**YOUR ASSIGNMENT**: Could you filter the material and copy every line where the word "crate" occurs?
============
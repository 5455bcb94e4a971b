use crate::assets::CoreLogo;
use crate::config::Config;
use crate::styles::theme;
use crate::widgets::PolarisLogo;
use anyhow::Result;
use ratatui::prelude::*;
use ratatui::widgets::Paragraph;

/// Minimum height for the full branding block; below this the compact
/// rendering with the small logo is used
const COMPACT_THRESHOLD: u16 = 6;

/// Core branding block: logo art, suite name, strapline, and the resolved
/// logo reference caption
pub struct BrandingBlock;

impl BrandingBlock {
    pub fn render(frame: &mut Frame, area: Rect, config: &Config, logo: &CoreLogo) -> Result<()> {
        let t = theme();

        // Cramped terminals get the two-line logo so the name and
        // strapline still fit.
        let compact = area.height < COMPACT_THRESHOLD;
        let (logo_widget, logo_height, logo_width) = if compact {
            (PolarisLogo::small(), 2, 26)
        } else {
            (PolarisLogo::regular(), 3, 20)
        };

        let chunks = Layout::default()
            .direction(Direction::Vertical)
            .constraints([
                Constraint::Length(logo_height), // Logo art
                Constraint::Length(1),           // Suite name
                Constraint::Length(1),           // Strapline
                Constraint::Length(1),           // Logo reference caption
            ])
            .split(area);

        let logo_area = center_line(chunks[0], logo_width);
        frame.render_widget(logo_widget, logo_area);

        // The suite name renders light/bold around the first space
        // ("POLARIS" / "MEDICO"). A single-word name falls back to the
        // core name for the bold half.
        let (light, bold) = match config.system_name.split_once(' ') {
            Some((first, rest)) => (first.to_string(), rest.to_string()),
            None => (config.system_name.clone(), config.core_name.clone()),
        };
        let name_line = Line::from(vec![
            Span::styled(light.to_uppercase(), t.text_style()),
            Span::raw(" "),
            Span::styled(
                bold.to_uppercase(),
                t.emphasis_style().add_modifier(Modifier::BOLD),
            ),
        ]);
        frame.render_widget(
            Paragraph::new(name_line).alignment(Alignment::Center),
            chunks[1],
        );

        frame.render_widget(
            Paragraph::new(config.portal_description.to_uppercase())
                .style(t.muted_style())
                .alignment(Alignment::Center),
            chunks[2],
        );

        frame.render_widget(
            Paragraph::new(format!("asset: {}", logo.source))
                .style(t.muted_style())
                .alignment(Alignment::Center),
            chunks[3],
        );

        Ok(())
    }
}

/// Center a fixed-width region horizontally inside an area
fn center_line(area: Rect, width: u16) -> Rect {
    let x = area.x + (area.width.saturating_sub(width)) / 2;
    Rect::new(x, area.y, width.min(area.width), area.height)
}

#[cfg(test)]
mod tests {
    use super::*;
    use ratatui::backend::TestBackend;
    use ratatui::Terminal;

    fn rendered_symbols(width: u16, height: u16) -> String {
        let mut terminal = Terminal::new(TestBackend::new(width, height)).unwrap();
        let config = Config::default();
        let logo = CoreLogo::resolve(None);
        terminal
            .draw(|frame| {
                BrandingBlock::render(frame, frame.area(), &config, &logo).unwrap();
            })
            .unwrap();
        terminal
            .backend()
            .buffer()
            .content
            .iter()
            .map(ratatui::buffer::Cell::symbol)
            .collect()
    }

    #[test]
    fn test_tall_area_uses_the_regular_logo() {
        let symbols = rendered_symbols(60, 8);
        assert!(symbols.contains('┏'));
        assert!(!symbols.contains('⣰'));
    }

    #[test]
    fn test_cramped_area_uses_the_small_logo() {
        let symbols = rendered_symbols(60, 5);
        assert!(symbols.contains('⣰'));
        assert!(!symbols.contains('┏'));
    }
}
// Reusable UI widgets

pub mod dialog;
pub mod logo;

pub use dialog::{Dialog, DialogVariant};
pub use logo::{PolarisLogo, Size};
use crate::styles::theme;
use anyhow::Result;
use ratatui::prelude::*;
use ratatui::widgets::{Block, BorderType, Borders, Paragraph};

/// Common key-hint footer
pub struct Footer;

impl Footer {
    /// Render a footer with the given hint text.
    ///
    /// Hints use the form "Label: Keys | Label: Keys"; labels and keys get
    /// distinct colors.
    pub fn render(frame: &mut Frame, area: Rect, text: &str) -> Result<u16> {
        let t = theme();
        let parts: Vec<&str> = text.split(" | ").collect();
        let mut spans = Vec::new();

        for (i, part) in parts.iter().enumerate() {
            if i > 0 {
                spans.push(Span::styled(" | ", t.muted_style()));
            }

            if let Some((label, keys)) = part.split_once(": ") {
                spans.push(Span::styled(
                    format!("{}: ", label),
                    t.title_style(),
                ));
                spans.push(Span::styled(
                    keys.to_string(),
                    t.emphasis_style().add_modifier(Modifier::BOLD),
                ));
            } else {
                spans.push(Span::styled((*part).to_string(), t.text_style()));
            }
        }

        let footer_block = Block::default()
            .borders(Borders::TOP)
            .border_style(t.border_focused_style())
            .border_type(BorderType::Rounded);

        let footer_inner = footer_block.inner(area);
        let footer = Paragraph::new(Line::from(spans)).alignment(Alignment::Center);

        frame.render_widget(footer_block, area);
        frame.render_widget(footer, footer_inner);

        Ok(2) // Footer uses 2 lines (1 for border, 1 for text)
    }
}
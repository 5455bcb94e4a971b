use crate::styles::theme;
use anyhow::Result;
use ratatui::prelude::*;
use ratatui::widgets::Paragraph;

/// Ecosystem badge text shown on the left of the header strip
const ECOSYSTEM_BADGE: &str = "D_AI";
const ECOSYSTEM_NAME: &str = "DANIEL AI ECOSYSTEM";
/// Protocol tag shown on the right of the header strip
const PROTOCOL_TAG: &str = "Global Protocol v2.6";

/// Top branding strip: ecosystem badge on the left, protocol tag on the
/// right
pub struct EcosystemHeader;

impl EcosystemHeader {
    pub fn render(frame: &mut Frame, area: Rect) -> Result<()> {
        let t = theme();

        let chunks = Layout::default()
            .direction(Direction::Horizontal)
            .constraints([Constraint::Min(0), Constraint::Length(24)])
            .split(area);

        let badge = Line::from(vec![
            Span::styled(
                format!("[{}]", ECOSYSTEM_BADGE),
                t.text_style().add_modifier(Modifier::BOLD),
            ),
            Span::raw(" "),
            Span::styled(ECOSYSTEM_NAME, t.muted_style()),
        ]);
        frame.render_widget(Paragraph::new(badge), chunks[0]);

        let tag = Paragraph::new(PROTOCOL_TAG)
            .style(t.emphasis_style())
            .alignment(Alignment::Right);
        frame.render_widget(tag, chunks[1]);

        Ok(())
    }
}
//! Shared helpers for the workflow tests.

use polaris_login::auth::SimulatedAuthenticator;
use polaris_login::ui::{LoginEvent, LoginState};
use std::time::{Duration, Instant};

/// Scan delay used by the fast authenticator (milliseconds)
pub const SCAN_MS: u64 = 35;
/// Transition delay used by the fast authenticator (milliseconds)
pub const TRANSITION_MS: u64 = 20;

/// An authenticator with short synthetic delays so tests never sleep
pub fn fast_authenticator() -> SimulatedAuthenticator {
    SimulatedAuthenticator::new(
        Duration::from_millis(SCAN_MS),
        Duration::from_millis(TRANSITION_MS),
    )
}

/// Tick the state with synthetic instants until well past both deadlines,
/// collecting every event it emits
pub fn run_to_completion(state: &mut LoginState, start: Instant) -> Vec<LoginEvent> {
    let mut events = Vec::new();
    let step = Duration::from_millis(5);
    let mut now = start;
    let end = start + Duration::from_millis((SCAN_MS + TRANSITION_MS) * 4);
    while now <= end {
        if let Some(event) = state.tick(now) {
            events.push(event);
        }
        now += step;
    }
    events
}
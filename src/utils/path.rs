use std::path::PathBuf;

/// Get the home directory, with fallback to "/"
pub fn get_home_dir() -> PathBuf {
    dirs::home_dir().unwrap_or_else(|| PathBuf::from("/"))
}

/// Get the config directory path (always ~/.config/polaris-login, regardless of OS)
pub fn get_config_dir() -> PathBuf {
    get_home_dir().join(".config").join("polaris-login")
}

/// Get the config file path (always ~/.config/polaris-login/config.toml, regardless of OS)
pub fn get_config_path() -> PathBuf {
    get_config_dir().join("config.toml")
}

/// Get the cache directory used for log files
pub fn get_cache_dir() -> PathBuf {
    dirs::cache_dir()
        .unwrap_or_else(get_home_dir)
        .join("polaris-login")
}
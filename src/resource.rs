//! Base trait for API-returned entities.

use serde::de::DeserializeOwned;
use serde::Serialize;
use serde_json::{Map, Value};

use crate::error::{AppDistError, Result};

/// A typed, immutable wrapper around one API-returned entity.
///
/// Equality is structural: two resources are equal when all their
/// attributes are equal. Resources are never mutated after construction;
/// modify operations return a new instance.
pub trait Resource:
    std::fmt::Debug + Serialize + DeserializeOwned + Clone + PartialEq + Send + Sync + 'static
{
    /// Label used in logs and error messages (e.g. `"releases"`).
    const LABEL: &'static str;

    /// The vendor-assigned identifier.
    fn id(&self) -> &str;

    /// Convert into a plain nested mapping.
    ///
    /// Nested resources become nested mappings and datetimes become
    /// RFC 3339 text. Unset optional attributes are kept as `null`
    /// only where the server sent them.
    ///
    /// # Errors
    ///
    /// Returns an error if the resource does not serialize to an object.
    fn dict(&self) -> Result<Map<String, Value>> {
        match serde_json::to_value(self)? {
            Value::Object(fields) => Ok(fields),
            other => Err(AppDistError::Client(format!(
                "{} did not serialize to a mapping: {other}",
                Self::LABEL
            ))),
        }
    }
}

/// Implement `Display` in terms of [`PrettyPrint`](crate::PrettyPrint).
macro_rules! display_via_pretty_print {
    ($($ty:ty),+ $(,)?) => {
        $(
            impl ::std::fmt::Display for $ty {
                fn fmt(&self, f: &mut ::std::fmt::Formatter<'_>) -> ::std::fmt::Result {
                    f.write_str(&$crate::output::PrettyPrint::pretty_print(self))
                }
            }
        )+
    };
}

pub(crate) use display_via_pretty_print;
============
**OUTPUT BELOW**:
use crate::assets::CoreLogo;
use crate::config::Config;
use crate::styles::theme;
use crate::widgets::PolarisLogo;
use crate::styles::theme;
use crate::styles::theme;
use crate::error::{AppDistError, Result};
/// Implement `Display` in terms of [`PrettyPrint`](crate::PrettyPrint).
                    f.write_str(&$crate::output::PrettyPrint::pretty_print(self))
pub(crate) use display_via_pretty_print;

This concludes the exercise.